Jor Jazzar's Prophylactic Discourses

This web log has been written for your protection. It endeavors to be a fun and imaginative journey in words (inwards?) cutting through the rest of that baloney they try to feed you all the time. If used properly, you just might forget about your worries and escape for a little while to a nether-world of make believe. I hope to see you there.

Saturday, March 18, 2006

Disarmingly Sacrificial


My friend, Josette, and her daughter went to the Museum of Modern Art in NYC recently. But I ask: Did they see THIS?

Just When You Thought It Was Safe...I Got a Scanner...

Here is my first attempt at posting a comic of mine...

You can click on the image to make it bigger (and clearer, though some quality is irredeemably lost in the upload)...


Sunday, March 12, 2006

The Canon of Cannonballs: A Story of Unwaivering Waves

"You've got to check the filters everyday. Sometimes you'll find frogs down there. Newts. Squirrels even. Plenty of horseflies. Never any horses though. Gotta check the pH every couple a days. Add some chlorine every so often--looks like a urinal cake. You know what that is don't ya, kid? A toilet mint. Pink deodorant." And here Uncle Chuck broke into his officious commercial voice with "Pink enough for her, pH balanced for him" while neatly holding the chlorine tablet and pointing to it like a statuesque Dr. Seuss character. Only it wasn't pink. It was white.

But the kid didn't wanna hear anymore about the vageries of swimming pool maintenance. No, Ernie just wanted to do cannonballs all week long. The thought of having free reign over an entire in-ground swimming pool for a whole week just bounced around the inside of his little head like when a cartoon character looses the button to his britches and it goes a-ricocheting this way and that. No corner, no recess of his brain was spared the blitz. Little Ernie's mind was lit up like a pinball machine during the multiball bonus round.

Uncle Chuck was oblivious to the building ebullience of the boy, enraptured himself with his own crescendo of animation, going on about the water pump, the timer, the nets, the cover, the gate, the lock--all with grandiose gestures and theatrical ado.

"And then," he said, "you may carefully take a few laps if you choo--"

A nearly hyperventilated voice broke through, came unbound: "Mr. Uncle Chuck, can I do cannonballs when I'm watching the pool for you?!"

A feigned grimace. Then a response--"No."

The boys dejected eyes found the ground.

"Haven't I taught you anything, Ernie? C'mon. Cannonballs? Cannonballs are for sissies! You're in the fifth grade now. You oughta be doin' preachers or tidal waves!"

Ernie's circuitry was now ratcheted up three-fold. "What's a 'preacher'?"

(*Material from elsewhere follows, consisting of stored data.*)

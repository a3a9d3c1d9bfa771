//! Parameter value types for a pendulum simulation run.
//!
//! All types are plain data: serde-(de)serializable, schema-validated, and
//! recomputed fresh on every solve. Nothing here persists across runs.

use serde::{Deserialize, Serialize};
use validator::Validate;

use crate::error::{PendulumError, PendulumResult};

/// Standard gravitational acceleration (m/s²).
pub const STANDARD_GRAVITY: f64 = 9.81;

/// Geometry and masses of the physical pendulum: a thin rigid rod pivoting
/// at one end, with a solid sphere attached at the other.
#[derive(Debug, Clone, Copy, Serialize, Deserialize, Validate)]
#[serde(deny_unknown_fields)]
pub struct PendulumParameters {
    /// Rod mass m (kg).
    #[validate(range(min = 0.0))]
    pub rod_mass: f64,
    /// Sphere mass M (kg).
    #[validate(range(min = 0.0))]
    pub sphere_mass: f64,
    /// Rod length L (m).
    #[validate(range(min = 0.0))]
    pub rod_length: f64,
    /// Sphere radius R (m).
    #[validate(range(min = 0.0))]
    pub sphere_radius: f64,
    /// Gravitational acceleration g (m/s²).
    #[serde(default = "default_gravity")]
    #[validate(range(min = 0.0))]
    pub gravity: f64,
}

fn default_gravity() -> f64 {
    STANDARD_GRAVITY
}

impl Default for PendulumParameters {
    fn default() -> Self {
        Self {
            rod_mass: 1.0,
            sphere_mass: 0.5,
            rod_length: 1.0,
            sphere_radius: 0.1,
            gravity: STANDARD_GRAVITY,
        }
    }
}

impl PendulumParameters {
    /// Check physical invariants: finite values, non-negative masses and
    /// geometry, strictly positive gravity.
    ///
    /// The zero-inertia case (both masses zero) is reported by
    /// [`crate::model::moment_of_inertia`], which owns that invariant.
    ///
    /// # Errors
    ///
    /// Returns [`PendulumError::InvalidParameter`] on violation.
    pub fn validate_physical(&self) -> PendulumResult<()> {
        let fields = [
            ("rod_mass", self.rod_mass),
            ("sphere_mass", self.sphere_mass),
            ("rod_length", self.rod_length),
            ("sphere_radius", self.sphere_radius),
            ("gravity", self.gravity),
        ];
        for (name, value) in fields {
            if !value.is_finite() {
                return Err(PendulumError::invalid_parameter(format!(
                    "{name} must be finite, got {value}"
                )));
            }
            if value < 0.0 {
                return Err(PendulumError::invalid_parameter(format!(
                    "{name} must be non-negative, got {value}"
                )));
            }
        }
        if self.gravity == 0.0 {
            return Err(PendulumError::invalid_parameter(
                "gravity must be strictly positive",
            ));
        }
        Ok(())
    }
}

/// Initial angle and angular velocity of the pendulum.
#[derive(Debug, Clone, Copy, Serialize, Deserialize, Validate)]
#[serde(deny_unknown_fields)]
pub struct InitialConditions {
    /// Initial angle θ₀ from vertical (rad).
    pub theta0: f64,
    /// Initial angular velocity θ̇₀ (rad/s).
    pub theta_dot0: f64,
}

impl Default for InitialConditions {
    fn default() -> Self {
        Self {
            theta0: 0.3,
            theta_dot0: 0.0,
        }
    }
}

impl InitialConditions {
    /// Check that both values are finite.
    ///
    /// # Errors
    ///
    /// Returns [`PendulumError::InvalidParameter`] when either value is
    /// NaN or infinite.
    pub fn validate_physical(&self) -> PendulumResult<()> {
        if !self.theta0.is_finite() || !self.theta_dot0.is_finite() {
            return Err(PendulumError::invalid_parameter(
                "initial conditions must be finite",
            ));
        }
        Ok(())
    }
}

/// Viscous damping applied at the pivot.
#[derive(Debug, Clone, Copy, Serialize, Deserialize, Validate)]
#[serde(deny_unknown_fields)]
pub struct DampingParameters {
    /// Damping coefficient b (kg·m²/s).
    #[validate(range(min = 0.0))]
    pub coefficient: f64,
}

impl DampingParameters {
    /// Check that the coefficient is finite and non-negative.
    ///
    /// # Errors
    ///
    /// Returns [`PendulumError::InvalidParameter`] on violation.
    pub fn validate_physical(&self) -> PendulumResult<()> {
        if !self.coefficient.is_finite() || self.coefficient < 0.0 {
            return Err(PendulumError::invalid_parameter(format!(
                "damping coefficient must be finite and non-negative, got {}",
                self.coefficient
            )));
        }
        Ok(())
    }
}

/// Sinusoidal driving torque for the forced regime.
#[derive(Debug, Clone, Copy, Serialize, Deserialize, Validate)]
#[serde(deny_unknown_fields)]
pub struct ForcingParameters {
    /// Driving force amplitude F₀.
    #[validate(range(min = 0.0))]
    pub amplitude: f64,
    /// Driving angular frequency ω_f (rad/s).
    #[validate(range(min = 0.0))]
    pub frequency: f64,
}

impl ForcingParameters {
    /// Check that amplitude and frequency are finite and non-negative.
    ///
    /// # Errors
    ///
    /// Returns [`PendulumError::InvalidParameter`] on violation.
    pub fn validate_physical(&self) -> PendulumResult<()> {
        if !self.amplitude.is_finite() || self.amplitude < 0.0 {
            return Err(PendulumError::invalid_parameter(format!(
                "forcing amplitude must be finite and non-negative, got {}",
                self.amplitude
            )));
        }
        if !self.frequency.is_finite() || self.frequency < 0.0 {
            return Err(PendulumError::invalid_parameter(format!(
                "forcing frequency must be finite and non-negative, got {}",
                self.frequency
            )));
        }
        Ok(())
    }
}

"Well, ever been baptized?"

"Once. When I was little. That's when they sprinkle some water on a baby's head and save him from the devil, ain't it?"

"Hmm. It might be. But the type of baptizing I had in mind was of another degree altogether. Some folks go down to the river to get baptized. And it's more than the little spritzin' you're talkin' about. The preacher, he takes 'em and dunks 'em backwards fully in the waist-high water while they pinch their noses so that the water shan't go up it, ya see. And that's how the 'preacher' gets its name. Oh, it's a holy splash alright!"

Now Ernie listened intently for every drop of minutiae, every angle of momentum and trajectory. This was the schooling he so longed for.

"Here's how it's done: First, you find yourself a suitable target. Maybe it's a dry spot on the ceement. Or maybe...it's your little sister and her gaggle of friends. Then, you do some rough mental figurin'. Next, you make like the preacher has got you by the back of the collar and trunks and is runnin' ya headlong towards that great ablution. When you make the ledge, it's a leap of faith. Cause if you ain't on the level, you're a-coming back up with the likes of a lobster back for smackin' that water in the most unholy of ways. But the leap's got a twist, literally, so that your back is facing the target. As you near the surface, you should cup your body, bending at the waist slightly. Then, still makin' like the preacher's got you, put your hands up to cover your nose in a praying-like fashion. Cause this is the baptism to end all baptisms and you oughtta be praying, truly, son. As your body enters the pool, it displaces the water momentarily. Then, almost instantly, it rushes back towards the center point of the impact to fill it back in, crashing against itself, and kerplunking the entire proximity with torrents of chlorinated pool water. Properly executed, the preacher can easily yield splashes of fifteen feet or more! And average-sized kids like you can create waves on the magnitude of 200 lb. cannonballers. But. If you wanna do cannonballs...."

"No way, Mr. Uncle Chuck, cannonballs are for sissies!"